Calme, serein et heureux d'attaquer une nouvelle journée, Shizuo sirotait son bol de céréales. Il aimait bien le côté exténuant de ce travail, il n'avait dès lors plus la force de s'énerver. Il se rapprochait de son humanité. Il se voyait très bien passer sa vie à couper des arbres en profitant des paysages verdoyants. Pourquoi ne pas se construire une petite cabane où il pourrait vivre ? Il se voyait déjà dedans.

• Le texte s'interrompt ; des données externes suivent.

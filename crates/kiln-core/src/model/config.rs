//! Typed model configuration and its validator.
//!
//! The on-disk `config.pbtxt` is lowered to JSON by [`super::pbtxt`] and then
//! deserialized into [`ModelConfig`]. A configuration is immutable once its
//! model loads; [`ModelConfig::validate`] runs before any load and names the
//! first offending field on failure.

use serde::{Deserialize, Deserializer, Serialize};

use kiln_types::{DataType, WILDCARD_DIM};

use crate::error::Error;

/// Declarative per-model configuration.
#[derive(Debug, Clone, PartialEq, Serialize, Deserialize)]
#[serde(deny_unknown_fields)]
pub struct ModelConfig {
    /// Model name; must match the repository directory name.
    #[serde(default)]
    pub name: String,

    /// `0` means the model does not support framework batching.
    #[serde(default)]
    pub max_batch_size: u32,

    /// Declared inputs, in order.
    #[serde(default, rename = "input", deserialize_with = "one_or_many")]
    pub inputs: Vec<TensorConfig>,

    /// Declared outputs, in order.
    #[serde(default, rename = "output", deserialize_with = "one_or_many")]
    pub outputs: Vec<TensorConfig>,

    /// Which versions of this model are eligible to serve.
    #[serde(default)]
    pub version_policy: VersionPolicy,

    /// Dynamic batching preferences; absent means one request per batch.
    #[serde(default)]
    pub dynamic_batching: Option<DynamicBatching>,

    /// Normalization profile, selected once per model.
    #[serde(default)]
    pub batch_profile: BatchProfile,

    /// Parallel execution instances the backend should create.
    #[serde(default = "default_instance_count")]
    pub instance_count: u32,

    /// Set on configurations synthesized for models without a `config.pbtxt`.
    #[serde(default, skip_serializing)]
    pub auto_generated: bool,
}

/// One declared input or output tensor.
#[derive(Debug, Clone, PartialEq, Serialize, Deserialize)]
#[serde(deny_unknown_fields)]
pub struct TensorConfig {
    pub name: String,
    pub data_type: DataType,
    /// `-1` entries are wildcard dimensions.
    #[serde(default, deserialize_with = "one_or_many")]
    pub dims: Vec<i64>,
    /// Optional rewrite of the declared shape; wildcards pair in order with
    /// the wildcards of `dims`.
    #[serde(default)]
    pub reshape: Option<Reshape>,
    #[serde(default)]
    pub is_shape_tensor: bool,
}

/// Reshape block: `reshape { shape: [ ... ] }`.
#[derive(Debug, Clone, PartialEq, Serialize, Deserialize)]
#[serde(deny_unknown_fields)]
pub struct Reshape {
    #[serde(default, deserialize_with = "one_or_many")]
    pub shape: Vec<i64>,
}

/// Version eligibility policy.
#[derive(Debug, Clone, PartialEq, Serialize, Deserialize)]
#[serde(rename_all = "snake_case")]
pub enum VersionPolicy {
    /// Serve the `num_versions` highest-numbered versions.
    Latest {
        #[serde(default = "default_num_versions")]
        num_versions: u32,
    },
    /// Serve every version present in the repository.
    All {},
    /// Serve exactly the listed versions.
    Specific {
        #[serde(default, deserialize_with = "one_or_many")]
        versions: Vec<i64>,
    },
}

impl Default for VersionPolicy {
    fn default() -> Self {
        VersionPolicy::Latest { num_versions: 1 }
    }
}

/// Scheduling preferences for the dynamic batcher.
#[derive(Debug, Clone, PartialEq, Serialize, Deserialize)]
#[serde(deny_unknown_fields)]
pub struct DynamicBatching {
    /// Batch sizes that trigger immediate dispatch. Empty means any size.
    #[serde(
        default,
        rename = "preferred_batch_size",
        deserialize_with = "one_or_many"
    )]
    pub preferred_batch_sizes: Vec<u32>,

    /// Longest time a request may wait for co-batching, in microseconds.
    #[serde(default)]
    pub max_queue_delay_us: u64,

    /// Number of priority levels; higher numeric levels are served first.
    #[serde(default = "default_priority_levels")]
    pub priority_levels: u32,

    /// Level assigned to requests with priority `0` or out of range.
    #[serde(default = "default_priority_levels")]
    pub default_priority_level: u32,
}

impl Default for DynamicBatching {
    fn default() -> Self {
        Self {
            preferred_batch_sizes: Vec::new(),
            max_queue_delay_us: 0,
            priority_levels: 1,
            default_priority_level: 1,
        }
    }
}
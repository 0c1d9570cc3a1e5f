//! Model configuration: typed structs, validation, and pbtxt parsing.

mod config;
mod pbtxt;

pub use config::{
    BatchProfile, DynamicBatching, ModelConfig, Reshape, TensorConfig, VersionPolicy,
};
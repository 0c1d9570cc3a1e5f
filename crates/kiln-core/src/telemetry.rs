//! Tracing subscriber setup shared by binaries and integration tests.

use tracing_subscriber::EnvFilter;

use crate::options::ServerOptions;

/// Install the global tracing subscriber from the server options.
///
/// Falls back to `info` when the filter string does not parse. Calling this
/// more than once is a no-op; the first subscriber wins.
pub fn init(options: &ServerOptions) {
    init_with(&options.log_level, options.log_json)
}

/// Install the global tracing subscriber from an explicit filter string.
pub fn init_with(filter: &str, json: bool) {
    let env_filter = EnvFilter::try_new(filter).unwrap_or_else(|_| EnvFilter::new("info"));
    let builder = tracing_subscriber::fmt().with_env_filter(env_filter);
    let result = if json {
        builder.json().try_init()
    } else {
        builder.try_init()
    };
    // Err means a subscriber is already installed; keep it.
    drop(result);
}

Tout le monde n'était pas d'humeur aussi joviale. Izaya avait passé une nuit épouvantable. En plein milieux de la nuit, il s'était levé, déterminé à en finir avec ce protozoaire. Il avait pris sa lame et, avec un sourire vicieux, s'était glissé dans la chambre du blondinet. Le monstre n'avait pas esquissé un seul geste. Il dormait profondément. Ce manque de réaction l'avait un peu déçu, il s'était attendu à un peu d'action. Il s'était lentement accroupi au-dessus de lui. Shizuo avait gardé les yeux fermés et sa bouche légèrement entrouverte laissait passer une respiration profonde et régulière. Izaya ne l'avait jamais vu aussi détendu. La marmotte avait frotté son nez contre l'oreiller et soupiré de bonheur, lui donnant un air encore plus bêta aux yeux de notre petit brun. Il s'était laissé le loisir de lui attraper une mèche blonde. Il n'avait jamais pensé que cette tignasse pouvait être aussi douce. Dans sa nuque, qu'il aurait pu briser, ses cheveux étaient tout chauds. Toute cette chaleur et cette tranquillité émanant du blondinet lui avait ôté l'envie de le tuer. Il se sentit très fatigué et avait hésité pendant une fraction de seconde à dormir à côté de lui, lové contre cette douce chaleur. Il s'était ressaisi en une secousse de tête. Toute cette comédie était pathétique. Il était né pour le tuer, alors pourquoi n'y arrivait-il pas ? Il détesta encore plus fort cet abruti et retourna se coucher sans un bruit.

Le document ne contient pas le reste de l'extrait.